## Assigned task
Nothing in the entries should change; repeat them exactly.

[Start of section]

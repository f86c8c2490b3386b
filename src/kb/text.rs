//! Text normalization and script detection shared by the matcher and reply rules
//!
//! Matching works on a canonical form of the text: NFC-composed, lowercased,
//! and reduced to Latin letters, digits, whitespace and Devanagari. Everything
//! else (punctuation, symbols, other scripts) becomes a space, so tokens are
//! simply the whitespace-separated runs of the normalized string.

use std::collections::BTreeSet;
use std::fmt;

use serde::Serialize;
use unicode_normalization::UnicodeNormalization;

/// First code point of the Devanagari block
const DEVANAGARI_START: char = '\u{0900}';
/// Last code point of the Devanagari block
const DEVANAGARI_END: char = '\u{097F}';

/// Reply language chosen for a query
#[derive(Debug, Clone, Copy, PartialEq, Eq, Hash, Serialize)]
#[serde(rename_all = "lowercase")]
pub enum Language {
    English,
    Hindi,
}

impl Language {
    /// ISO 639-1 code
    pub const fn code(self) -> &'static str {
        match self {
            Self::English => "en",
            Self::Hindi => "hi",
        }
    }
}

impl fmt::Display for Language {
    fn fmt(&self, f: &mut fmt::Formatter<'_>) -> fmt::Result {
        match self {
            Self::English => f.write_str("English"),
            Self::Hindi => f.write_str("Hindi"),
        }
    }
}

#[inline]
pub fn is_devanagari(c: char) -> bool {
    (DEVANAGARI_START..=DEVANAGARI_END).contains(&c)
}

/// Hindi as soon as a single Devanagari character is present
pub fn detect_language(text: &str) -> Language {
    if text.chars().any(is_devanagari) {
        Language::Hindi
    } else {
        Language::English
    }
}

/// Canonical matching form of `text`
///
/// Output contains only `a-z`, `0-9`, whitespace and U+0900..=U+097F.
pub fn normalize(text: &str) -> String {
    let composed: String = text.nfc().collect();
    composed
        .to_lowercase()
        .chars()
        .map(|c| {
            if c.is_ascii_lowercase() || c.is_ascii_digit() || c.is_whitespace() || is_devanagari(c)
            {
                c
            } else {
                ' '
            }
        })
        .collect()
}

/// Token set of an already normalized string
pub fn token_set(normalized: &str) -> BTreeSet<String> {
    normalized.split_whitespace().map(str::to_owned).collect()
}

/// Normalize then split into a token set
pub fn tokenize(text: &str) -> BTreeSet<String> {
    token_set(&normalize(text))
}

#[cfg(test)]
mod tests {
    use super::*;

    #[test]
    fn test_normalize_lowercases_and_strips_punctuation() {
        assert_eq!(normalize("Sandy SOIL, crop?"), "sandy soil  crop ");
    }

    #[test]
    fn test_normalize_keeps_devanagari_and_digits() {
        assert_eq!(normalize("गेहूं: HD 2967!"), "गेहूं  hd 2967 ");
    }

    #[test]
    fn test_normalize_drops_non_latin_letters() {
        // accented Latin, Greek and emoji are not part of the matching alphabet
        assert_eq!(normalize("café ß 🌾"), "caf     ");
    }

    #[test]
    fn test_normalize_composes_before_filtering() {
        // "e" + combining acute composes to U+00E9 which is then replaced as a whole
        assert_eq!(normalize("e\u{0301}x"), " x");
    }

    #[test]
    fn test_empty_and_punctuation_only() {
        assert_eq!(normalize(""), "");
        assert!(tokenize("?!... ,;--").is_empty());
    }

    #[test]
    fn test_tokenize_collapses_duplicates() {
        let tokens = tokenize("soil soil SOIL test");
        assert_eq!(tokens.len(), 2);
        assert!(tokens.contains("soil"));
        assert!(tokens.contains("test"));
    }

    #[test]
    fn test_detect_language() {
        assert_eq!(detect_language("which crop for sandy soil"), Language::English);
        assert_eq!(detect_language("काली मिट्टी"), Language::Hindi);
        // presence, not majority
        assert_eq!(detect_language("best crop for black soil मिट्टी"), Language::Hindi);
        assert_eq!(detect_language(""), Language::English);
    }

    #[test]
    fn test_language_codes() {
        assert_eq!(Language::English.code(), "en");
        assert_eq!(Language::Hindi.code(), "hi");
    }
}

[End of section]

## Answer box
repository f86c8c2490b3386b
filename src/kb/text.rs
//! Text normalization and script detection shared by the matcher and reply rules
//!
//! Matching works on a canonical form of the text: NFC-composed, lowercased,
//! and reduced to Latin letters, digits, whitespace and Devanagari. Everything
//! else (punctuation, symbols, other scripts) becomes a space, so tokens are
//! simply the whitespace-separated runs of the normalized string.

use std::collections::BTreeSet;
use std::fmt;

use serde::Serialize;
use unicode_normalization::UnicodeNormalization;

/// First code point of the Devanagari block
const DEVANAGARI_START: char = '\u{0900}';
/// Last code point of the Devanagari block
const DEVANAGARI_END: char = '\u{097F}';

/// Reply language chosen for a query
#[derive(Debug, Clone, Copy, PartialEq, Eq, Hash, Serialize)]
#[serde(rename_all = "lowercase")]
pub enum Language {
    English,
    Hindi,
}

impl Language {
    /// ISO 639-1 code
    pub const fn code(self) -> &'static str {
        match self {
            Self::English => "en",
            Self::Hindi => "hi",
        }
    }
}

impl fmt::Display for Language {
    fn fmt(&self, f: &mut fmt::Formatter<'_>) -> fmt::Result {
        match self {
            Self::English => f.write_str("English"),
            Self::Hindi => f.write_str("Hindi"),
        }
    }
}

#[inline]
pub fn is_devanagari(c: char) -> bool {
    (DEVANAGARI_START..=DEVANAGARI_END).contains(&c)
}

/// Hindi as soon as a single Devanagari character is present
pub fn detect_language(text: &str) -> Language {
    if text.chars().any(is_devanagari) {
        Language::Hindi
    } else {
        Language::English
    }
}

/// Canonical matching form of `text`
///
/// Output contains only `a-z`, `0-9`, whitespace and U+0900..=U+097F.
pub fn normalize(text: &str) -> String {
    let composed: String = text.nfc().collect();
    composed
        .to_lowercase()
        .chars()
        .map(|c| {
            if c.is_ascii_lowercase() || c.is_ascii_digit() || c.is_whitespace() || is_devanagari(c)
            {
                c
            } else {
                ' '
            }
        })
        .collect()
}

/// Token set of an already normalized string
pub fn token_set(normalized: &str) -> BTreeSet<String> {
    normalized.split_whitespace().map(str::to_owned).collect()
}

/// Normalize then split into a token set
pub fn tokenize(text: &str) -> BTreeSet<String> {
    token_set(&normalize(text))
}

#[cfg(test)]
mod tests {
    use super::*;

    #[test]
    fn test_normalize_lowercases_and_strips_punctuation() {
        assert_eq!(normalize("Sandy SOIL, crop?"), "sandy soil  crop ");
    }

    #[test]
    fn test_normalize_keeps_devanagari_and_digits() {
        assert_eq!(normalize("गेहूं: HD 2967!"), "गेहूं  hd 2967 ");
    }

    #[test]
    fn test_normalize_drops_non_latin_letters() {
        // accented Latin, Greek and emoji are not part of the matching alphabet
        assert_eq!(normalize("café ß 🌾"), "caf     ");
    }

    #[test]
    fn test_normalize_composes_before_filtering() {
        // "e" + combining acute composes to U+00E9 which is then replaced as a whole
        assert_eq!(normalize("e\u{0301}x"), " x");
    }

    #[test]
    fn test_empty_and_punctuation_only() {
        assert_eq!(normalize(""), "");
        assert!(tokenize("?!... ,;--").is_empty());
    }

    #[test]
    fn test_tokenize_collapses_duplicates() {
        let tokens = tokenize("soil soil SOIL test");
        assert_eq!(tokens.len(), 2);
        assert!(tokens.contains("soil"));
        assert!(tokens.contains("test"));
    }

    #[test]
    fn test_detect_language() {
        assert_eq!(detect_language("which crop for sandy soil"), Language::English);
        assert_eq!(detect_language("काली मिट्टी"), Language::Hindi);
        // presence, not majority
        assert_eq!(detect_language("best crop for black soil मिट्टी"), Language::Hindi);
        assert_eq!(detect_language(""), Language::English);
    }

    #[test]
    fn test_language_codes() {
        assert_eq!(Language::English.code(), "en");
        assert_eq!(Language::Hindi.code(), "hi");
    }
}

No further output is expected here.